Hey!
I want to understand why this snippet of code runs slow for batch sizes of 2/4/8 when using fp16, the time it takes for bs=2 on my system is 0.55 sec for no batch version and 2.8 sec for the batched on.
from torch import nn
import torch
import time
from torch.amp import autocast
device = torch.device('cuda')
hidden_dim = 1024
USE_FP16 = True
BS = 2
TOTAL_INPUT = 250
decoder_layer = nn.TransformerDecoderLayer(d_model=hidden_dim,
dim_feedforward=hidden_dim*4,nhead=8,batch_first=True,)
transformer_decoder = nn.TransformerDecoder(decoder_layer, num_layers=3,).to(device)

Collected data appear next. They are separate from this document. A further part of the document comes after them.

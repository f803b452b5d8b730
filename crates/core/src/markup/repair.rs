//! Well-formedness repair for content documents.
//!
//! Runs once over every XHTML file before the content stages. Each document
//! is parsed tolerantly, stripped of elements that are not allowed in EPUB
//! content (scripts, stray `<meta>`, bare text under `<html>`/`<body>`),
//! entity-canonicalized and written back as well-formed XML. A document that
//! cannot be parsed at all is left exactly as it was.

use std::path::{Path, PathBuf};

use serde::Serialize;

use crate::error::MarkupError;
use crate::markup::{canonicalize_entities, write_document, Document, NodeKind, ParseMode};

/// What a single repair pass changed in one document.
#[derive(Debug, Clone, Default, PartialEq, Eq, Serialize)]
pub struct RepairActions {
    pub scripts_removed: usize,
    pub stray_meta_removed: usize,
    pub stray_text_removed: usize,
    pub entities_canonicalized: bool,
}

#[derive(Debug, Clone, Default, Serialize)]
pub struct RepairReport {
    pub repaired: Vec<PathBuf>,
    pub unchanged: usize,
    pub failed: Vec<(PathBuf, String)>,
}

/// Apply the in-tree repairs to a parsed document.
pub fn repair_document(doc: &mut Document) -> RepairActions {
    let mut actions = RepairActions::default();

    for script in doc.elements_by_name("script") {
        doc.detach(script);
        actions.scripts_removed += 1;
    }

    for meta in doc.elements_by_name("meta") {
        let under_head = doc.parent(meta).is_some_and(|p| doc.is_element(p, "head"));
        if !under_head {
            doc.detach(meta);
            actions.stray_meta_removed += 1;
        }
    }

    let mut containers = doc.elements_by_name("html");
    containers.extend(doc.elements_by_name("body"));
    for container in containers {
        let stray: Vec<_> = doc
            .children(container)
            .iter()
            .copied()
            .filter(|&c| matches!(doc.kind(c), NodeKind::Text(t) if !t.trim().is_empty()))
            .collect();
        for text in stray {
            if let NodeKind::Text(t) = doc.kind(text) {
                tracing::debug!("Removing stray text: {:?}", t.trim());
            }
            doc.detach(text);
            actions.stray_text_removed += 1;
        }
    }

    actions.entities_canonicalized = canonicalize_entities(doc);
    actions
}

/// Repair one file in place. Returns true if the file was rewritten.
pub fn repair_file(path: &Path) -> Result<bool, MarkupError> {
    let original = std::fs::read_to_string(path)?;
    let mut doc = Document::parse(&original, ParseMode::Xhtml)?;
    let actions = repair_document(&mut doc);

    let repaired = doc.serialize();
    if repaired == original {
        return Ok(false);
    }
    tracing::debug!("Repaired {}: {:?}", path.display(), actions);
    write_document(path, &doc)?;
    Ok(true)
}

/// Repair every content document under `content_root`. Per-file failures are
/// logged and recorded; the file is left untouched.
pub fn repair_tree(content_root: &Path) -> RepairReport {
    let mut report = RepairReport::default();
    for path in crate::fsutil::content_documents(content_root) {
        match repair_file(&path) {
            Ok(true) => report.repaired.push(path),
            Ok(false) => report.unchanged += 1,
            Err(e) => {
                tracing::warn!("Skipping markup repair for {}: {}", path.display(), e);
                report.failed.push((path, e.to_string()));
            }
        }
    }
    tracing::info!(
        "Markup repair: {} repaired, {} unchanged, {} failed",
        report.repaired.len(),
        report.unchanged,
        report.failed.len()
    );
    report
}

/// Whether the file on disk is well-formed XML as written.
pub fn is_well_formed(path: &Path) -> bool {
    std::fs::read_to_string(path).is_ok_and(|xml| strict_parse(&xml))
}

/// Strict well-formedness check: end names must match.
pub fn strict_parse(xml: &str) -> bool {
    let mut reader = quick_xml::Reader::from_str(xml);
    reader.config_mut().check_end_names = true;
    let mut depth: i64 = 0;
    loop {
        match reader.read_event() {
            Ok(quick_xml::events::Event::Start(_)) => depth += 1,
            Ok(quick_xml::events::Event::End(_)) => {
                depth -= 1;
                if depth < 0 {
                    return false;
                }
            }
            Ok(quick_xml::events::Event::Eof) => return depth == 0,
            Ok(_) => {}
            Err(_) => return false,
        }
    }
}
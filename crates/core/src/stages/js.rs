//! Stage 3: minify standalone JavaScript assets.

use std::path::Path;

use crate::error::StageError;
use crate::fsutil;

use super::minify::minify_js;
use super::{Stage, StageContext, StageReport};

pub struct MinifyScripts;

impl Stage for MinifyScripts {
    fn name(&self) -> &'static str {
        "minify-scripts"
    }

    fn run(&self, ctx: &StageContext<'_>) -> StageReport {
        let mut report = StageReport::new(self.name());
        if !ctx.options.html.minify_js {
            tracing::info!("JavaScript minification disabled");
            return report;
        }

        for path in fsutil::files_with_extensions(ctx.content_root, &["js", "mjs"]) {
            match minify_script_file(&path) {
                Ok(Some((before, after))) => report.record_change(before, after),
                Ok(None) => report.record_skip(),
                Err(e) => report.record_failure(&path, &e),
            }
        }
        report
    }
}

fn minify_script_file(path: &Path) -> Result<Option<(u64, u64)>, StageError> {
    let original = std::fs::read_to_string(path)?;
    if original.trim().is_empty() {
        tracing::info!("Skipping empty file: {}", path.display());
        return Ok(None);
    }

    let minified = minify_js(&original);
    let (before, after) = (original.len() as u64, minified.len() as u64);
    if minified.trim().is_empty() || after >= before {
        tracing::debug!("No reduction for {}", path.display());
        return Ok(None);
    }

    fsutil::replace_file(path, minified.as_bytes())?;
    tracing::info!(
        "Minified {}: {} bytes -> {} bytes ({}% smaller)",
        path.display(),
        before,
        after,
        (before - after) * 100 / before
    );
    Ok(Some((before, after)))
}

#[cfg(test)]
mod tests {
    use super::*;
    use crate::stages::testutil;
    use pretty_assertions::assert_eq;

    #[test]
    fn minifies_and_skips_empty() {
        let dir = tempfile::tempdir().unwrap();
        std::fs::create_dir_all(dir.path().join("js")).unwrap();
        let source = "// greeting\nfunction greet(name) {\n    var message = 'Hello, ' + name;\n    return message;\n}\n";
        std::fs::write(dir.path().join("js/app.js"), source).unwrap();
        std::fs::write(dir.path().join("js/empty.js"), "  \n").unwrap();

        let opts = testutil::options();
        let report = MinifyScripts.run(&testutil::context(dir.path(), &opts));
        assert_eq!(report.changed, 1);
        assert_eq!(report.skipped, 1);

        let minified = std::fs::read_to_string(dir.path().join("js/app.js")).unwrap();
        assert!(minified.len() < source.len());
        assert!(!minified.contains("// greeting"));
        assert_eq!(std::fs::read_to_string(dir.path().join("js/empty.js")).unwrap(), "  \n");
    }
}
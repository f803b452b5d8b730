//! Archive hardening applied during extraction: zip-slip guards and size limits.

use std::path::{Component, Path, PathBuf};

use serde::{Deserialize, Serialize};

use crate::error::SecurityError;

#[derive(Debug, Clone, Serialize, Deserialize)]
#[serde(default)]
pub struct SecurityLimits {
    /// Most entries an input archive may hold.
    pub max_file_count: u64,
    /// Ceiling on the inflated size of all entries together.
    pub max_total_size_bytes: u64,
}

impl Default for SecurityLimits {
    fn default() -> Self {
        Self {
            max_file_count: 10_000,
            max_total_size_bytes: 1 << 30,
        }
    }
}

/// Turn an archive entry name into a path relative to the extraction root.
///
/// Absolute names, drive prefixes and any `..` segment are rejected, with
/// either separator. `.` segments and empty segments are dropped.
pub fn safe_entry_path(entry_name: &str) -> Result<PathBuf, SecurityError> {
    let reject = || SecurityError::PathTraversal {
        path: entry_name.to_string(),
    };

    let unified = entry_name.replace('\\', "/");
    if unified.starts_with('/') || unified.as_bytes().get(1) == Some(&b':') {
        return Err(reject());
    }

    let mut relative = PathBuf::new();
    for component in Path::new(&unified).components() {
        match component {
            Component::Normal(part) => relative.push(part),
            Component::CurDir => {}
            Component::ParentDir | Component::RootDir | Component::Prefix(_) => return Err(reject()),
        }
    }
    if relative.as_os_str().is_empty() {
        return Err(reject());
    }
    Ok(relative)
}

pub fn check_file_count(count: u64, limits: &SecurityLimits) -> Result<(), SecurityError> {
    if count > limits.max_file_count {
        return Err(SecurityError::TooManyFiles {
            count,
            limit: limits.max_file_count,
        });
    }
    Ok(())
}

/// Called with the declared total before extraction and with the running
/// inflated total during it.
pub fn check_total_size(total_bytes: u64, limits: &SecurityLimits) -> Result<(), SecurityError> {
    const MB: u64 = 1024 * 1024;
    if total_bytes <= limits.max_total_size_bytes {
        return Ok(());
    }
    Err(SecurityError::OversizedArchive {
        size_mb: total_bytes / MB,
        limit_mb: limits.max_total_size_bytes / MB,
    })
}

#[cfg(test)]
mod tests {
    use super::*;
    use pretty_assertions::assert_eq;

    #[test]
    fn package_entries_map_to_relative_paths() {
        assert_eq!(safe_entry_path("mimetype").unwrap(), PathBuf::from("mimetype"));
        assert_eq!(
            safe_entry_path("OEBPS/./images/cover.jpg").unwrap(),
            Path::new("OEBPS").join("images").join("cover.jpg")
        );
        assert_eq!(
            safe_entry_path("OPS\\text\\ch1.xhtml").unwrap(),
            Path::new("OPS").join("text").join("ch1.xhtml")
        );
        assert_eq!(safe_entry_path("META-INF/").unwrap(), PathBuf::from("META-INF"));
    }

    #[test]
    fn escaping_entries_are_rejected() {
        for name in [
            "../../../etc/passwd",
            "OPS/../../etc/shadow",
            "/etc/passwd",
            "\\Windows\\System32\\config",
            "OPS\\..\\..\\boot.ini",
            "C:\\Windows\\System32",
            "./",
        ] {
            assert!(
                matches!(safe_entry_path(name), Err(SecurityError::PathTraversal { .. })),
                "{name} accepted"
            );
        }
    }

    #[test]
    fn entry_count_limit_is_inclusive() {
        let limits = SecurityLimits::default();
        assert!(check_file_count(10_000, &limits).is_ok());
        assert!(check_file_count(10_001, &limits).is_err());
    }

    #[test]
    fn oversize_reports_megabytes() {
        let limits = SecurityLimits {
            max_total_size_bytes: 1024 * 1024,
            ..SecurityLimits::default()
        };
        assert!(check_total_size(1024 * 1024, &limits).is_ok());
        let err = check_total_size(3 * 1024 * 1024, &limits).unwrap_err();
        assert!(matches!(err, SecurityError::OversizedArchive { size_mb: 3, limit_mb: 1 }));
    }
}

with autocast('cuda', enabled=USE_FP16):
with torch.no_grad():
memory = torch.rand((1, 1000, hidden_dim), device=device)
tgt = torch.rand((1, 36, hidden_dim), device=device)
out = transformer_decoder(tgt, memory)
s = time.perf_counter()
for _ in range(TOTAL_INPUT):
out = transformer_decoder(tgt, memory)
print(time.perf_counter() - s)
memory = torch.rand((BS, 1000, hidden_dim), device=device)
tgt = torch.rand((BS, 36, hidden_dim), device=device)
s = time.perf_counter()
for _ in range(TOTAL_INPUT // BS):
out = transformer_decoder(tgt, memory)
print(time.perf_counter() - s)
This is also reproduced in google colab
Thanks!